On another visit with my then girlfriend, a tattooed art-dealer originally from outside Minneapolis with a penchant for cursing that somehow made her Minnesota Nice that much sweeter, I went to the bar to order two beers while she went to use the bathroom. Before the bartender had a chance to open a pair of PBR cans, my girlfriend returned.

“There are two men fornicating in the bathroom,” she said, only using a different F-word instead of “fornicating”. Incredulous, I checked for myself, and immediately learned a vivid lesson on believing your girlfriend. This was not your run-of-the-mill bathroom hook-up, where a couple with sufficiently drowned inhibitions can’t wait to get home and takes advantage of a stall instead. No. The lockable door was wide open, held in place by a hand and a head. It was a show. We told the bartender what was happening, and she reacted as if we had said the bathroom smelled like pee. “So go use the other one,” she said.

For those in Philadelphia’s house and electronica scene, Medusa’s was a special place. “It was an awesome, eclectic dive bar that really brought out music fans because of the atmosphere being different than than bars catering to that office and condo crowd,” said Nate Day, who back in 2005-2007 would DJ there. “My favorite thing was the low ceiling. Whenever the crowd got into what we were doing, the whole crowd would bang their hands on the walls and ceiling.”

The music was what drove most to Medusa’s. “It was a good spot for people to start out DJing,” said David Adams, better known as Lil’Dave, who DJ’d there in 2011 and 2012. “It was always a fun place to play because people would come there to dance and drink cheap drinks, have a good time. There was not a lot of inhibitions there: People just got onto the dance floor.”

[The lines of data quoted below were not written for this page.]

//! Local callback listener.
//!
//! The service redirects the user's browser to a local address once the
//! request token has been approved. The listener binds that address, answers
//! the browser, and signals the waiting flow exactly once. It carries no
//! payload: the hit itself is the signal.
//!
//! # Example
//!
//! ```rust,no_run
//! # async fn example() -> Result<(), pocket_core::CallbackError> {
//! use pocket_core::CallbackListener;
//!
//! let listener = CallbackListener::bind("127.0.0.1").await?;
//! println!("Redirect to {}", listener.redirect_uri());
//! listener.wait(None).await?;
//! # Ok(())
//! # }
//! ```

use std::net::SocketAddr;
use std::sync::{Arc, Mutex};
use std::time::Duration;
use thiserror::Error;
use tokio::io::{AsyncReadExt, AsyncWriteExt};
use tokio::net::{TcpListener, TcpStream};
use tokio::sync::oneshot;
use tokio::task::JoinHandle;

/// Body served to the browser on the callback hit.
pub const AUTHORIZED_BODY: &str = "Authorized.\n";

/// Error type for the callback listener.
#[derive(Debug, Error)]
pub enum CallbackError {
    /// The local address could not be bound.
    #[error("failed to bind callback listener on {addr}: {source}")]
    Bind {
        addr: String,
        #[source]
        source: std::io::Error,
    },

    /// No callback arrived within the configured limit.
    #[error("no authorization callback within {0:?}")]
    TimedOut(Duration),

    /// The listener stopped before signalling.
    #[error("callback listener stopped unexpectedly")]
    Closed,
}

/// Single-use slot for the completion signal.
type SignalSlot = Arc<Mutex<Option<oneshot::Sender<()>>>>;

/// An ephemeral local HTTP endpoint that detects the authorization redirect.
///
/// The accept loop runs in its own task from [`bind`](Self::bind) until the
/// listener is consumed by [`wait`](Self::wait) or dropped.
#[derive(Debug)]
pub struct CallbackListener {
    local_addr: SocketAddr,
    signal: Option<oneshot::Receiver<()>>,
    server: JoinHandle<()>,
}

impl CallbackListener {
    /// Bind an ephemeral port on `host` and start accepting connections.
    pub async fn bind(host: &str) -> Result<Self, CallbackError> {
        let addr = format!("{}:0", host);
        let listener = TcpListener::bind(&addr)
            .await
            .map_err(|source| CallbackError::Bind {
                addr: addr.clone(),
                source,
            })?;
        let local_addr = listener
            .local_addr()
            .map_err(|source| CallbackError::Bind { addr, source })?;

        let (tx, rx) = oneshot::channel();
        let slot: SignalSlot = Arc::new(Mutex::new(Some(tx)));
        let server = tokio::spawn(accept_loop(listener, slot));

        tracing::info!("Listening for authorization callback on {}", local_addr);

        Ok(Self {
            local_addr,
            signal: Some(rx),
            server,
        })
    }

    /// Address the listener is bound to.
    pub fn local_addr(&self) -> SocketAddr {
        self.local_addr
    }

    /// The redirect target to hand to the service.
    pub fn redirect_uri(&self) -> String {
        format!("http://{}/", self.local_addr)
    }

    /// Suspend until the browser reaches the callback.
    ///
    /// With a `timeout` the wait gives up after that long. Without one it
    /// only ends on the callback or when the caller drops the future. The
    /// listener is shut down however this returns.
    pub async fn wait(mut self, timeout: Option<Duration>) -> Result<(), CallbackError> {
        let signal = self.signal.take().ok_or(CallbackError::Closed)?;

        let expired = async {
            match timeout {
                Some(limit) => tokio::time::sleep(limit).await,
                None => std::future::pending::<()>().await,
            }
        };

        let result = tokio::select! {
            received = signal => received.map_err(|_| CallbackError::Closed),
            _ = expired => Err(CallbackError::TimedOut(timeout.unwrap_or_default())),
        };

        self.server.abort();
        tracing::debug!("Callback listener on {} closed", self.local_addr);

        result
    }
}

impl Drop for CallbackListener {
    fn drop(&mut self) {
        self.server.abort();
    }
}

async fn accept_loop(listener: TcpListener, slot: SignalSlot) {
    loop {
        match listener.accept().await {
            Ok((socket, peer)) => {
                tracing::debug!("Callback connection from {}", peer);
                tokio::spawn(handle_connection(socket, Arc::clone(&slot)));
            }
            Err(e) => {
                tracing::warn!("Failed to accept callback connection: {}", e);
            }
        }
    }
}

async fn handle_connection(mut socket: TcpStream, slot: SignalSlot) {
    let mut buffer = [0; 4096];
    let n = match socket.read(&mut buffer).await {
        Ok(n) => n,
        Err(e) => {
            tracing::warn!("Failed to read callback request: {}", e);
            return;
        }
    };

    let request = String::from_utf8_lossy(&buffer[..n]);
    let mut parts = request.lines().next().unwrap_or_default().split_whitespace();
    let method = parts.next().unwrap_or_default();
    let target = parts.next().unwrap_or_default();
    let path = target.split('?').next().unwrap_or_default();

    let response = if method == "GET" && is_callback_path(path) {
        if fire(&slot) {
            tracing::info!("Authorization callback received");
        } else {
            tracing::debug!("Repeated callback hit on {}", path);
        }
        http_response("200 OK", AUTHORIZED_BODY)
    } else {
        tracing::debug!("Ignoring callback noise: {} {}", method, target);
        http_response("404 Not Found", "Not Found\n")
    };

    if let Err(e) = socket.write_all(response.as_bytes()).await {
        tracing::warn!("Failed to answer callback request: {}", e);
    }
    let _ = socket.shutdown().await;
}

/// Browser requests that must not count as the callback.
fn is_callback_path(path: &str) -> bool {
    !path.is_empty() && path != "/favicon.ico"
}

/// Send the signal if nobody has yet. Returns whether this call sent it.
fn fire(slot: &SignalSlot) -> bool {
    let sender = match slot.lock() {
        Ok(mut guard) => guard.take(),
        Err(poisoned) => poisoned.into_inner().take(),
    };

    match sender {
        Some(tx) => {
            // The receiver may already be gone after a timeout.
            let _ = tx.send(());
            true
        }
        None => false,
    }
}

fn http_response(status: &str, body: &str) -> String {
    format!(
        "HTTP/1.1 {}\r\nContent-Type: text/plain; charset=utf-8\r\nContent-Length: {}\r\nConnection: close\r\n\r\n{}",
        status,
        body.len(),
        body
    )
}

Medusa’s will be hard to replace, said Adams. Not only was it a good starting place for new DJ’s, it was musically open with a staff open to experimentation, something rarer at the more commercially-minded venues in town. Its Center City location also made it the place where many explored new musical landscapes. “It was one of the gateway night clubs if you wanted to get into more of the underground scene,” said Adams, noting how college kids from University City would fill the dance floor. Now, the aurally curious will need to travel a bit farther to discover new sounds.

Other DJs described Medusa’s as “fueled by music” and one of the few places where they could hear house, drum and bass, trance and other sub-genres of electronica in Philly. Yet, even though the turntables may have played EDM and trip hop, the ethos was all punk rock.

The attorney for landlord did not respond to a request for comment. Attempts to contact Medusa Lounge’s manager Portia Morales were also unsuccessful.

On my last visit to Medusa’s, just a few weeks ago, I did not know it was about to close, but I would not have been surprised. Instead of a DJ, there was an ipod, playing generic hip hop. The bar, rarely packed before midnight, was nearly empty at 1 a.m. After a single drink, the bartender almost implored us to stay for another.